*** Opening TASK INPUT ***

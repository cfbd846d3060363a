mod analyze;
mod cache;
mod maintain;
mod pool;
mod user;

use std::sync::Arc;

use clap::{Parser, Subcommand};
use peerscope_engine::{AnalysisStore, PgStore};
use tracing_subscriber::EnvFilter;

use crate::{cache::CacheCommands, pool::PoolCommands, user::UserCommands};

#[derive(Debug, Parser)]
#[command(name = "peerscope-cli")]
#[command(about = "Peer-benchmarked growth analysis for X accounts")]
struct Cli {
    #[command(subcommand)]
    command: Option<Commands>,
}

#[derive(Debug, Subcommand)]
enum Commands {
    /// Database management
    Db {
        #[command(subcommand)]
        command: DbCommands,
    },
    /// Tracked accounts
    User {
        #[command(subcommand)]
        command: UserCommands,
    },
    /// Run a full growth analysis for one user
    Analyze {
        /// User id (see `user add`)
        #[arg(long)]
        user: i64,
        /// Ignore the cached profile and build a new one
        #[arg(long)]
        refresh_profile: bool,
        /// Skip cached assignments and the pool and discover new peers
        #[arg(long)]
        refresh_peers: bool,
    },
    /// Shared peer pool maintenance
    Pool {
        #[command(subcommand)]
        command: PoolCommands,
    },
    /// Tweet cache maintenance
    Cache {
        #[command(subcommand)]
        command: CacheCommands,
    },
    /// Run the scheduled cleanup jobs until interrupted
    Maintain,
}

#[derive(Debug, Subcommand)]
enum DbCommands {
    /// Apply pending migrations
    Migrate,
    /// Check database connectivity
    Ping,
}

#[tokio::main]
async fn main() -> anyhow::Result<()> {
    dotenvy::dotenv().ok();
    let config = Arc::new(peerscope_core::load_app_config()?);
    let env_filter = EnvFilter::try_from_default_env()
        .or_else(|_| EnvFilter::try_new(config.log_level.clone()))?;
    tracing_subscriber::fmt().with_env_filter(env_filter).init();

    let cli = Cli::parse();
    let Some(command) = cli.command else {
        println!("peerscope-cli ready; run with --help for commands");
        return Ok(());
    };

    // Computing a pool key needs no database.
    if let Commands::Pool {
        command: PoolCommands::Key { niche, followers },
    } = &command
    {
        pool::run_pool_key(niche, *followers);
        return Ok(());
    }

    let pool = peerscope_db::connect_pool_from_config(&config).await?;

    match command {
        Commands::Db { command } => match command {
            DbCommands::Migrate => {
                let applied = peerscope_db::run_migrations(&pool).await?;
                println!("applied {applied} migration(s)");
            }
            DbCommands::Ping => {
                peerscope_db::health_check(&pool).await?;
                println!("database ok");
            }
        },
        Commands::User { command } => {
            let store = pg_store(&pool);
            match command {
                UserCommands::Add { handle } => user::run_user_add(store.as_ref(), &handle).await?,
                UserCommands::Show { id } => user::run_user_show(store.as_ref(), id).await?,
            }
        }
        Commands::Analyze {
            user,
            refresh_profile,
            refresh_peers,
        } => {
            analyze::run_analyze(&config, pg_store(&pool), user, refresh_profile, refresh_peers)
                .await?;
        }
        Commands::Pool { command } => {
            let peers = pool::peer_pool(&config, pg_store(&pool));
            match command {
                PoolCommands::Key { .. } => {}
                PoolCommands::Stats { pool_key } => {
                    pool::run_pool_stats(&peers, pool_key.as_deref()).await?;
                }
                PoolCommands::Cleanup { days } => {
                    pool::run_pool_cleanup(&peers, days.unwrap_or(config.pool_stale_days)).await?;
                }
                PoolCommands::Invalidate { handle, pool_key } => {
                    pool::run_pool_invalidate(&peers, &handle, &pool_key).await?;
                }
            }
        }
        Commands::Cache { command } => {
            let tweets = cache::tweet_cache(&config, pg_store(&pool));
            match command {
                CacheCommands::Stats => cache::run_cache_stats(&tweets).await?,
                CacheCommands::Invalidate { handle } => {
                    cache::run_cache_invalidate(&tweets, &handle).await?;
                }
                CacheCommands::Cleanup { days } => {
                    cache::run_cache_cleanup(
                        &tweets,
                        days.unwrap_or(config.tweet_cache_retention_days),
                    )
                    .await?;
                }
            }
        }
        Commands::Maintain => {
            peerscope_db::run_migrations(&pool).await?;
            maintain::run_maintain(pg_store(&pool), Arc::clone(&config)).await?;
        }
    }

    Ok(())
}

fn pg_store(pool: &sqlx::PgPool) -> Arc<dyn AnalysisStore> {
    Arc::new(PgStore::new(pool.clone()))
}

*** Closing TASK INPUT ***

YOUR INSTRUCTIONS: Only a number is wanted here: how many lines above hold the string "clone"?

WRITTEN REPLY: 3